Semana Guimarães Rosa celebra obra do autor no Norte de Minas

Em homenagem aos 50 anos da morte do escritor, evento realiza debates, palestras e oficinas em Paracatu

por Luiz Ribeiro 18/11/2017 11:01
Reprodução - O escritor João Guimarães Rosa
(foto: Reprodução - O escritor João Guimarães Rosa )

Montes Claros – “A gente não morre. Fica encantado.” Três dias depois de ler esta frase em seu discurso de posse na Academia Brasileira de Letras, João Guimarães Rosa se foi. Amanhã, 19 de novembro, completam-se 50 anos da morte do escritor. Mas ele está presente: é estudado em universidades, inspira projetos no cinema, teatro, TV e na música. Sua obra-prima, Grande sertão: veredas, foi traduzida para diversos idiomas.

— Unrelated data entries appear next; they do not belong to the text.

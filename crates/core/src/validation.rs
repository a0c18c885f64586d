//! Field rules shared by request DTOs.
//!
//! The functions below are referenced from `#[validate(custom(...))]`
//! attributes on the create/update DTOs in `fabula-db`.

use std::borrow::Cow;

use validator::{ValidationError, ValidationErrors};

/// Upper bound on the number of keys in a free-form attribute map.
pub const MAX_ATTRIBUTE_KEYS: usize = 200;

fn error(code: &'static str, message: &'static str) -> ValidationError {
    let mut err = ValidationError::new(code);
    err.message = Some(Cow::Borrowed(message));
    err
}

/// Usernames start with a letter or digit and otherwise contain only
/// letters, digits, `_`, `-` and `.`.
pub fn validate_username(value: &str) -> Result<(), ValidationError> {
    let mut chars = value.chars();
    let starts_ok = chars.next().is_some_and(|c| c.is_ascii_alphanumeric());
    let rest_ok = chars.all(|c| c.is_ascii_alphanumeric() || matches!(c, '_' | '-' | '.'));
    if starts_ok && rest_ok {
        Ok(())
    } else {
        Err(error(
            "username",
            "must start with a letter or digit and contain only letters, digits, '_', '-' or '.'",
        ))
    }
}

/// Rejects strings that are empty after trimming.
pub fn validate_not_blank(value: &str) -> Result<(), ValidationError> {
    if value.trim().is_empty() {
        Err(error("blank", "must not be blank"))
    } else {
        Ok(())
    }
}

/// Attribute maps must be JSON objects of bounded size.
pub fn validate_attributes(value: &serde_json::Value) -> Result<(), ValidationError> {
    match value.as_object() {
        Some(map) if map.len() <= MAX_ATTRIBUTE_KEYS => Ok(()),
        Some(_) => Err(error("attributes", "has too many keys")),
        None => Err(error("attributes", "must be a JSON object")),
    }
}

/// Flatten `validator` output into one deterministic, human-readable line.
///
/// ```text
/// email: invalid; title: must not be blank
/// ```
pub fn describe_errors(errors: &ValidationErrors) -> String {
    let mut parts: Vec<String> = errors
        .field_errors()
        .into_iter()
        .map(|(field, errs)| {
            let reasons: Vec<String> = errs
                .iter()
                .map(|e| match &e.message {
                    Some(msg) => msg.to_string(),
                    None => e.code.to_string(),
                })
                .collect();
            format!("{field}: {}", reasons.join(", "))
        })
        .collect();
    parts.sort();
    parts.join("; ")
}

“Guimarães Rosa permanece porque ele revolucionou a nossa literatura desde a publicação de seu primeiro livro, Sagarana, em 1946. Em 1956, quando lançou Grande sertão: veredas e Corpo de baile, foi efetivada essa revolução da qualidade”, afirma Telma Borges, professora da Universidade Estadual de Montes Claros (Unimontes). Há 10 anos a pesquisadora e doutora em letras coordena o grupo Nonada, dedicado à obra do autor mineiro.

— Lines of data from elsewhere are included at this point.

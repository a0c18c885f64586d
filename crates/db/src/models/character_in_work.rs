//! Cast entry (character x work link) model and DTOs.

use fabula_core::types::{DbId, Timestamp};
use fabula_core::validation::validate_attributes;
use serde::{Deserialize, Serialize};
use sqlx::FromRow;
use validator::Validate;

/// A row from the `character_in_work` table.
///
/// Carries work-specific overrides of the character's image and attributes.
#[derive(Debug, Clone, FromRow, Serialize)]
pub struct CharacterInWork {
    pub id: DbId,
    pub character_id: DbId,
    pub work_id: DbId,
    pub image_url: Option<String>,
    pub attributes: serde_json::Value,
    pub created_at: Timestamp,
    pub updated_at: Timestamp,
}

/// DTO for adding a character to a work's cast.
#[derive(Debug, Clone, Deserialize, Validate)]
pub struct CreateCharacterInWork {
    pub character_id: DbId,
    #[validate(url, length(max = 2048))]
    pub image_url: Option<String>,
    #[validate(custom(function = "validate_attributes"))]
    pub attributes: Option<serde_json::Value>,
}

/// DTO for updating a cast entry's overrides.
#[derive(Debug, Clone, Default, Deserialize, Validate)]
pub struct UpdateCharacterInWork {
    #[validate(url, length(max = 2048))]
    #[serde(default, deserialize_with = "fabula_core::patch::nullable")]
    pub image_url: Option<Option<String>>,
    #[validate(custom(function = "validate_attributes"))]
    pub attributes: Option<serde_json::Value>,
}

Para lembrar as cinco décadas da morte do médico e escritor, começa neste sábado (18), em Paracatu, a Semana Guimarães Rosa, evento que tem o apoio do Nonada/Unimontes. Até dia 24, serão realizados debates, palestras e oficinas.

Sertão


Telma Borges explica que a “revolução roseana” introduziu na literatura brasileira personagens pouco presentes até então, como o jagunço, o louco e a criança. “Mais do que isso, ele escolheu um cenário próprio para abrigar seus personagens, o sertão.

Atraíram a atenção não apenas a linguagem do sertanejo, mas também os elementos do espaço ali apresentado. Daí o interesse pelo Rosa não se restringir à academia. Ele é mundialmente conhecido e estudado. Com certeza, o autor brasileiro mais estudado”, assegura a professora.

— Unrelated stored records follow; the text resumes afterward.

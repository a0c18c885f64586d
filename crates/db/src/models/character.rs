//! Character entity model and DTOs.

use fabula_core::types::{DbId, Timestamp};
use fabula_core::validation::{validate_attributes, validate_not_blank};
use serde::{Deserialize, Serialize};
use sqlx::FromRow;
use validator::Validate;

/// A character row from the `characters` table.
///
/// Characters belong to a user, not to a work; they join works through
/// `character_in_work`.
#[derive(Debug, Clone, FromRow, Serialize)]
pub struct Character {
    pub id: DbId,
    pub owner_id: DbId,
    pub name: String,
    pub appearance: Option<String>,
    pub personality: Option<String>,
    pub bio: Option<String>,
    pub image_url: Option<String>,
    /// NOT NULL in the database; defaults to `{}`.
    pub attributes: serde_json::Value,
    pub created_at: Timestamp,
    pub updated_at: Timestamp,
}

/// DTO for creating a new character.
#[derive(Debug, Clone, Deserialize, Validate)]
pub struct CreateCharacter {
    #[validate(length(min = 1, max = 255), custom(function = "validate_not_blank"))]
    pub name: String,
    #[validate(length(max = 20000))]
    pub appearance: Option<String>,
    #[validate(length(max = 20000))]
    pub personality: Option<String>,
    #[validate(length(max = 20000))]
    pub bio: Option<String>,
    #[validate(url, length(max = 2048))]
    pub image_url: Option<String>,
    #[validate(custom(function = "validate_attributes"))]
    pub attributes: Option<serde_json::Value>,
}

/// DTO for updating an existing character. All fields are optional.
///
/// `attributes` replaces the whole map when present.
#[derive(Debug, Clone, Default, Deserialize, Validate)]
pub struct UpdateCharacter {
    #[validate(length(min = 1, max = 255), custom(function = "validate_not_blank"))]
    pub name: Option<String>,
    #[validate(length(max = 20000))]
    #[serde(default, deserialize_with = "fabula_core::patch::nullable")]
    pub appearance: Option<Option<String>>,
    #[validate(length(max = 20000))]
    #[serde(default, deserialize_with = "fabula_core::patch::nullable")]
    pub personality: Option<Option<String>>,
    #[validate(length(max = 20000))]
    #[serde(default, deserialize_with = "fabula_core::patch::nullable")]
    pub bio: Option<Option<String>>,
    #[validate(url, length(max = 2048))]
    #[serde(default, deserialize_with = "fabula_core::patch::nullable")]
    pub image_url: Option<Option<String>>,
    #[validate(custom(function = "validate_attributes"))]
    pub attributes: Option<serde_json::Value>,
}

Telma lembra que Grande sertão: veredas não se limita ao universo das letras. Inspirou dasérie de TV exibida pela TV Globo, em 1985, à MPB. Tom Jobim lançou o disco Matita Perê, que traz a faixa Trem para Cordisburgo.

Clara Nunes gravou a canção Sagarana. Grande sertão deu origem à cantata com roteiro elaborado pelos professores Raul Valle e Carlos Brandão, da Universidade de Campinas (Unicamp). Atualmente, a adaptação do romance para os palcos, assinada por Bia Lessa e estrelada por Caio Blat, recebe elogios da crítica.


Conexão

Ivana Ferrante Rebello pesquisou a obra de Guimarães Rosa para seu doutorado em literatura da língua portuguesa na PUC Minas. Na opinião dela, o escritor desperta interesse porque sua linguagem vincula passado, presente e futuro, além de conectar vários ramos do conhecimento – geografia, biologia, psicologia e antropologia, por exemplo.


“Há nessa escrita interessante imbricado entre o passado – a revitalização da linguagem arcaica, a fixação de costumes ancestrais, o uso da memória como propulsora das narrativas, a presença de um narrador tradicional – o presente, pois ele questiona o ser e o estar no mundo, reflete sobre a vida e seus significados, e o futuro, pois inaugura uma escrita inventiva, aberta, ousada e até hoje surpreendente”, afirma Ivana, professora do Departamento de Comunicação e Letras da Unimontes.

“Essa mistura é enriquecedora porque não paralisa a obra, fixando-a somente num tempo-lugar. Ao contrário, alça-a para além das fronteiras, possibilitando novas leituras e interpretações. Na escrita de Guimarães, há, sobretudo, um traço extraordinariamente contemporâneo: a convocação de instâncias narrativas, gêneros textuais e valores diferenciados num mesmo tecido narrativo.

Quando lemos Guimarães Rosa, colocamo-nos em confronto com as alteridades – as mais diversas possíveis. E esse encontro com o outro é maravilhoso e temerário, coloca em xeque verdades arraigadas, forçando-nos a uma abertura para o novo”, diz.